Творогов проводил ее до самого выхода, до массивных, тяжко распахивающихся институтских дверей. Они простились, вполне довольные друг другом, как люди, между которыми уже начинает возникать то особое поле понимания и взаимной симпатии, которое каждому произнесенному слову, каждой улыбке и взгляду придает второй, более глубокий, только им ведомый смысл. И потом весь этот день Творогова уже не оставляло хорошее настроение.

Домой из института он пошел пешком, сделал крюк и вышел к Летнему саду. Уже стемнело, в саду горьковато пахло опавшими листьями, холодной, сырой свежестью тянуло от земли. Аллеи были тихи и пустынны.

Творогов любил такие одинокие вечерние прогулки, они были его маленьким секретом, тайной, в которой он не признавался никому, даже самым близким людям. Ему казалось: расскажи он о том, как бродит вечерами по пустынным аллеям, и прогулки эти сразу утратят свое очарование, увянут, превратятся лишь в некое странное сентиментальное чудачество. Сорокатрехлетний мужчина, занятой человек, гуляющий в Летнем саду только для того, чтобы подумать, внимательнее вглядеться в самого себя — да кто же поверит в такое в наше время?..

Творогов медленно шел по саду, мысленно перебирая события сегодняшнего дня. Все было хорошо, все было прекрасно, если бы только не разговор с Зиночкой Ремез, если бы только не его мгновенное замешательство. «Вот я, например… лично я…» Он спотыкался об эту свою фразу, об это свое так некстати выпяченное «я» и внутренне морщился.

Еще в юности ничто так не раздражало Творогова, ничто не вызывало такой яростной неприязни, такого внутреннего сопротивления, как манера некоторых пожилых людей постоянно ставить себя, свою жизнь в пример. Словно и правда их жизнь была достойна одного лишь подражания. Да будь она даже трижды достойна того, чтобы подражать ей, одно это вечное напоминание: «А вот я, например… я… я… я…» могло отбить всякую охоту всерьез воспринимать назидательные истории из собственного опыта, которые находились у таких людей едва ли не на каждый случай жизни. Подобным человеком была тетка Творогова, сестра матери. Жизнь ее была бедна событиями, и потому чаще всего она пересказывала, повторяла одни и те же истории, по-видимому, таким многократным их повторением, как теперь понимал Творогов, невольно придавая им большую значительность, невольно стараясь таким образом возместить реальную скудость своей жизни.

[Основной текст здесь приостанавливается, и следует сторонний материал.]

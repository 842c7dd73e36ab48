//! Editor model and related types

use chrono::NaiveDate;
use serde::{Deserialize, Serialize};
use sqlx::FromRow;
use utoipa::ToSchema;
use validator::Validate;

use super::validation::{not_blank, not_in_future, FieldOrder};

/// Editor row
#[derive(Debug, Clone, PartialEq, FromRow)]
pub struct Editor {
    pub id: i32,
    pub first_name: String,
    pub last_name: String,
    pub debut_date: NaiveDate,
}

/// Editor embedded in other resources
#[derive(Debug, Clone, PartialEq, Serialize, Deserialize, ToSchema)]
#[serde(rename_all = "camelCase")]
pub struct EditorSummary {
    pub id: i32,
    pub first_name: String,
    pub last_name: String,
}

/// Editor details
#[derive(Debug, Clone, PartialEq, Serialize, Deserialize, ToSchema)]
#[serde(rename_all = "camelCase")]
pub struct EditorResponse {
    pub id: i32,
    pub first_name: String,
    pub last_name: String,
    pub debut_date: NaiveDate,
}

/// Create editor request
#[derive(Debug, Deserialize, Validate, ToSchema)]
#[serde(rename_all = "camelCase")]
pub struct CreateEditor {
    #[validate(
        required(message = "firstName is required and cannot be blank"),
        custom(function = "not_blank", message = "firstName is required and cannot be blank")
    )]
    pub first_name: Option<String>,
    #[validate(
        required(message = "lastName is required and cannot be blank"),
        custom(function = "not_blank", message = "lastName is required and cannot be blank")
    )]
    pub last_name: Option<String>,
    /// Format: YYYY-MM-DD
    #[validate(
        required(message = "debutDate is required"),
        custom(function = "not_in_future", message = "debutDate must be in the past or present")
    )]
    pub debut_date: Option<NaiveDate>,
}

impl FieldOrder for CreateEditor {
    const FIELDS: &'static [&'static str] = &["first_name", "last_name", "debut_date"];
}

/// Update editor request; absent fields are left unchanged
#[derive(Debug, Default, Deserialize, Validate, ToSchema)]
#[serde(rename_all = "camelCase")]
pub struct UpdateEditor {
    #[validate(custom(function = "not_blank", message = "firstName cannot be blank"))]
    pub first_name: Option<String>,
    #[validate(custom(function = "not_blank", message = "lastName cannot be blank"))]
    pub last_name: Option<String>,
    #[validate(custom(function = "not_in_future", message = "debutDate must be in the past or present"))]
    pub debut_date: Option<NaiveDate>,
}

impl FieldOrder for UpdateEditor {
    const FIELDS: &'static [&'static str] = &["first_name", "last_name", "debut_date"];
}

impl Editor {
    pub fn apply_update(&mut self, patch: UpdateEditor) {
        if let Some(first_name) = patch.first_name {
            self.first_name = first_name;
        }
        if let Some(last_name) = patch.last_name {
            self.last_name = last_name;
        }
        if let Some(debut_date) = patch.debut_date {
            self.debut_date = debut_date;
        }
    }
}

impl From<&Editor> for EditorSummary {
    fn from(editor: &Editor) -> Self {
        Self {
            id: editor.id,
            first_name: editor.first_name.clone(),
            last_name: editor.last_name.clone(),
        }
    }
}

impl From<Editor> for EditorResponse {
    fn from(editor: Editor) -> Self {
        Self {
            id: editor.id,
            first_name: editor.first_name,
            last_name: editor.last_name,
            debut_date: editor.debut_date,
        }
    }
}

Тогда же, в юности, Творогов дал слово никогда в жизни, ни при каких обстоятельствах не приводить себя в пример другим, не поддаваться этому искушению. Это клятвенное обещание, данное самому себе, еще более укрепилось, когда, уже будучи студентом то ли второго, то ли третьего курса, Творогов слушал лекции старика Снегиревского. Профессор Снегиревский читал у них курс ихтиологии. Был он, безусловно, человеком глубоко эрудированным и лектором неплохим, но лишь до тех пор, пока не начинал говорить о себе, о своем прошлом, о своих работах. А делать это он умудрялся едва ли не в каждой своей лекции. Ему было свойственно наивно-восторженное отношение к собственной персоне. Если тетка Творогова с ее суровой категоричностью, нетерпимостью, казалось, и мысли не допускавшая, что кто-то может жить по-иному, иметь иные черты характера, иные взгляды на жизнь, иные убеждения, вызывала у него отчуждение и неприязнь, то профессор Снегиревский своей неумеренной полустариковской, полуребяческой восторженностью по отношению к самому себе скорее потешал, чем раздражал студентов.

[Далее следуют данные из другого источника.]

//! API handlers for the catalog REST endpoints

pub mod authors;
pub mod book_author_editors;
pub mod book_categories;
pub mod book_publishers;
pub mod books;
pub mod categories;
pub mod editors;
pub mod health;
pub mod openapi;
pub mod publishers;
pub mod translators;

use axum::{
    async_trait,
    extract::{FromRequest, FromRequestParts, Path, Request},
    http::request::Parts,
    routing::get,
    Json, Router,
};
use serde::de::DeserializeOwned;
use tower_http::{
    cors::{Any, CorsLayer},
    trace::TraceLayer,
};
use validator::Validate;

use crate::{
    error::AppError,
    models::validation::{validate_payload, FieldOrder},
    AppState,
};

/// JSON body extractor that validates the payload.
///
/// Unparseable bodies become [`AppError::MalformedRequest`]; constraint
/// failures become [`AppError::Validation`] carrying the first field's message.
pub struct ValidatedJson<T>(pub T);

#[async_trait]
impl<T, S> FromRequest<S> for ValidatedJson<T>
where
    T: DeserializeOwned + Validate + FieldOrder,
    S: Send + Sync,
{
    type Rejection = AppError;

    async fn from_request(req: Request, state: &S) -> Result<Self, Self::Rejection> {
        let Json(payload) = Json::<T>::from_request(req, state).await.map_err(|rejection| {
            tracing::debug!("Rejected request body: {}", rejection.body_text());
            AppError::MalformedRequest
        })?;

        validate_payload(&payload).map_err(AppError::Validation)?;
        Ok(ValidatedJson(payload))
    }
}

/// Path extractor reporting bad ids with the JSON error envelope
pub struct PathParams<T>(pub T);

#[async_trait]
impl<T, S> FromRequestParts<S> for PathParams<T>
where
    T: DeserializeOwned + Send,
    S: Send + Sync,
{
    type Rejection = AppError;

    async fn from_request_parts(parts: &mut Parts, state: &S) -> Result<Self, Self::Rejection> {
        let Path(value) = Path::<T>::from_request_parts(parts, state)
            .await
            .map_err(|rejection| {
                tracing::debug!("Rejected path: {}", rejection.body_text());
                AppError::BadRequest("Invalid path parameter".to_string())
            })?;
        Ok(PathParams(value))
    }
}

/// Create the application router with all routes
pub fn router(state: AppState) -> Router {
    // CORS configuration
    let cors = CorsLayer::new()
        .allow_origin(Any)
        .allow_methods(Any)
        .allow_headers(Any);

    let catalog = Router::new()
        // Health check
        .route("/health", get(health::health_check))
        .route("/ready", get(health::readiness_check))
        // Authors
        .route("/authors", get(authors::list_authors).post(authors::create_author))
        .route(
            "/authors/:id",
            get(authors::get_author)
                .put(authors::update_author)
                .delete(authors::delete_author),
        )
        .route("/authors/books/:id", get(authors::list_books_by_author))
        .route("/authors/editors/:id", get(authors::list_editors_by_author))
        // Editors
        .route("/editors", get(editors::list_editors).post(editors::create_editor))
        .route(
            "/editors/:id",
            get(editors::get_editor)
                .put(editors::update_editor)
                .delete(editors::delete_editor),
        )
        .route("/editors/books/:id", get(editors::list_books_by_editor))
        .route("/editors/authors/:id", get(editors::list_authors_by_editor))
        // Translators
        .route(
            "/translators",
            get(translators::list_translators).post(translators::create_translator),
        )
        .route(
            "/translators/:id",
            get(translators::get_translator)
                .put(translators::update_translator)
                .delete(translators::delete_translator),
        )
        .route("/translators/books/:id", get(translators::list_books_by_translator))
        // Publishers
        .route(
            "/publishers",
            get(publishers::list_publishers).post(publishers::create_publisher),
        )
        .route(
            "/publishers/:id",
            get(publishers::get_publisher)
                .put(publishers::update_publisher)
                .delete(publishers::delete_publisher),
        )
        .route("/publishers/books/:id", get(publishers::list_books_by_publisher))
        // Categories
        .route(
            "/categories",
            get(categories::list_categories).post(categories::create_category),
        )
        .route(
            "/categories/:id",
            get(categories::get_category)
                .put(categories::update_category)
                .delete(categories::delete_category),
        )
        .route("/categories/books/:id", get(categories::list_books_by_category))
        // Books
        .route("/books", get(books::list_books).post(books::create_book))
        .route(
            "/books/:id",
            get(books::get_book).put(books::update_book).delete(books::delete_book),
        )
        .route("/books/authors/:id", get(books::list_authors_by_book))
        .route("/books/editors/:id", get(books::list_editors_by_book))
        .route("/books/categories/:id", get(books::list_categories_by_book))
        .route("/books/publishers/:id", get(books::list_publishers_by_book))
        // Associations
        .route(
            "/book_author_editors",
            get(book_author_editors::list_book_author_editors)
                .post(book_author_editors::create_book_author_editor),
        )
        .route(
            "/book_author_editors/:book_id/:author_id/:editor_id",
            get(book_author_editors::get_book_author_editor)
                .delete(book_author_editors::delete_book_author_editor),
        )
        .route(
            "/book_categories",
            get(book_categories::list_book_categories).post(book_categories::create_book_category),
        )
        .route(
            "/book_categories/:book_id/:category_id",
            get(book_categories::get_book_category).delete(book_categories::delete_book_category),
        )
        .route(
            "/book_publishers",
            get(book_publishers::list_book_publishers).post(book_publishers::create_book_publisher),
        )
        .route(
            "/book_publishers/:book_id/:publisher_id",
            get(book_publishers::get_book_publisher).delete(book_publishers::delete_book_publisher),
        )
        .with_state(state);

    Router::new()
        .merge(catalog)
        .merge(openapi::create_openapi_router())
        .layer(TraceLayer::new_for_http())
        .layer(cors)
}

«Полная утрата обратной связи… отсутствие самоконтроля… отсюда — неспособность почувствовать реакцию аудитории и вовремя скорректировать свое поведение…» — говорил о Снегиревском Женька Синицын, тогдашний однокурсник и друг Творогова, любивший всему на свете давать научные определения.

Творогов вместе со всеми посмеивался над Снегиревским, но все его существо содрогалось и протестовало при одной мысли о том, что и он сам когда-нибудь в старости может стать таким же.

И вот сегодня…

«Как незаметно привычки, которые еще так недавно раздражали тебя в других, — думал теперь Творогов, все так же неторопливо бродя по темным аллеям, — неизменно вызывали у тебя негодование или насмешку, которые, если ты и прощал, то лишь из снисходительности к человеческим слабостям, и которые — ты был совершенно уверен — никогда не будут свойственны тебе, как незаметно эти привычки вдруг оказываются твоими, вдруг проникают в твою жизнь, уютно устраиваются в ней и — что самое любопытное — при этом словно бы совершают некое странное превращение: преображаются, начинают выглядеть и восприниматься совсем по-иному, не так, как прежде…»

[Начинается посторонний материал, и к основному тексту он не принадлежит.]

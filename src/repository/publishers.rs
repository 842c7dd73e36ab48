//! Publishers repository

use sqlx::{Pool, Postgres};

use crate::{
    error::AppResult,
    models::publisher::{CreatePublisher, Publisher},
};

#[derive(Clone)]
pub struct PublishersRepository {
    pool: Pool<Postgres>,
}

impl PublishersRepository {
    pub fn new(pool: Pool<Postgres>) -> Self {
        Self { pool }
    }

    pub async fn find_all(&self) -> AppResult<Vec<Publisher>> {
        let rows = sqlx::query_as::<_, Publisher>("SELECT * FROM publishers ORDER BY id")
            .fetch_all(&self.pool)
            .await?;
        Ok(rows)
    }

    pub async fn find_by_id(&self, id: i32) -> AppResult<Option<Publisher>> {
        let row = sqlx::query_as::<_, Publisher>("SELECT * FROM publishers WHERE id = $1")
            .bind(id)
            .fetch_optional(&self.pool)
            .await?;
        Ok(row)
    }

    pub async fn create(&self, data: &CreatePublisher) -> AppResult<Publisher> {
        let row = sqlx::query_as::<_, Publisher>(
            "INSERT INTO publishers (name, founded_date) VALUES ($1, $2) RETURNING *",
        )
        .bind(&data.name)
        .bind(data.founded_date)
        .fetch_one(&self.pool)
        .await?;
        Ok(row)
    }

    pub async fn update(&self, publisher: &Publisher) -> AppResult<Option<Publisher>> {
        let row = sqlx::query_as::<_, Publisher>(
            "UPDATE publishers SET name = $1, founded_date = $2 WHERE id = $3 RETURNING *",
        )
        .bind(&publisher.name)
        .bind(publisher.founded_date)
        .bind(publisher.id)
        .fetch_optional(&self.pool)
        .await?;
        Ok(row)
    }

    pub async fn delete_by_id(&self, id: i32) -> AppResult<u64> {
        let result = sqlx::query("DELETE FROM publishers WHERE id = $1")
            .bind(id)
            .execute(&self.pool)
            .await?;
        Ok(result.rows_affected())
    }
}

Казалось, сам сад с его тишиной, нарушаемой лишь отдаленным, погашенным расстоянием шумом трамваев, с его спокойной невозмутимостью вековых деревьев, чьи кроны уходили вверх и терялись там в полутьме, располагал к неспешным размышлениям.

«А может быть, мы просто излишне самоуверенны, когда считаем, что нам без особого труда удалось одолеть, победить привычки, принадлежавшие тем, кто был до нас, нашим родителям, нашим дедам и бабкам, может быть, они, эти привычки, живут в нас, затаившись до поры до времени, ничем не выдавая себя, чтобы неожиданно воскреснуть в один прекрасный день…»

Творогову доставляло удовольствие выстраивать и перестраивать собственные мысли, словно бы пробуя их на звучание, отбрасывая одни варианты и оттачивая, отшлифовывая другие, как будто он готовился и публичному выступлению. Давно, еще в молодости, он не без удивления открыл для себя, что, оказывается, и думать, как и говорить, можно неряшливо, растрепанно, кое-как, причем, что особенно поразительно, многие люди этому своему умению или неумению управлять, владеть собственной мыслью придают куда меньшее значение, чем прочим свойствам своей натуры, чем прочим своим способностям. Такие люди, казалось бы, и не догадываются о том, что научиться думать — это тоже во власти человека. «Учитесь думать, прежде всего учитесь грамотно, организованно думать», — частенько повторял Творогов своим ученикам.

И хотя Творогов сейчас мысленно отчитывал себя, хотя поводом для его размышлений послужило недовольство собой, все же ощущение спокойной умиротворенности, ощущение прочности, устойчивости того душевного равновесия, которое все чаще испытывал он в последнее время, не исчезало, не оставляло его. Казалось, это его состояние было неким глубинным слоем, который не затрагивали мелкие бури, разыгрывавшиеся на поверхности. Более того — пожалуй, именно этого легкого привкуса горечи, привкуса возникшего сегодня едва различимого недовольства собой и не хватало прежде, чтобы еще острее ощутить радостную полноту жизни.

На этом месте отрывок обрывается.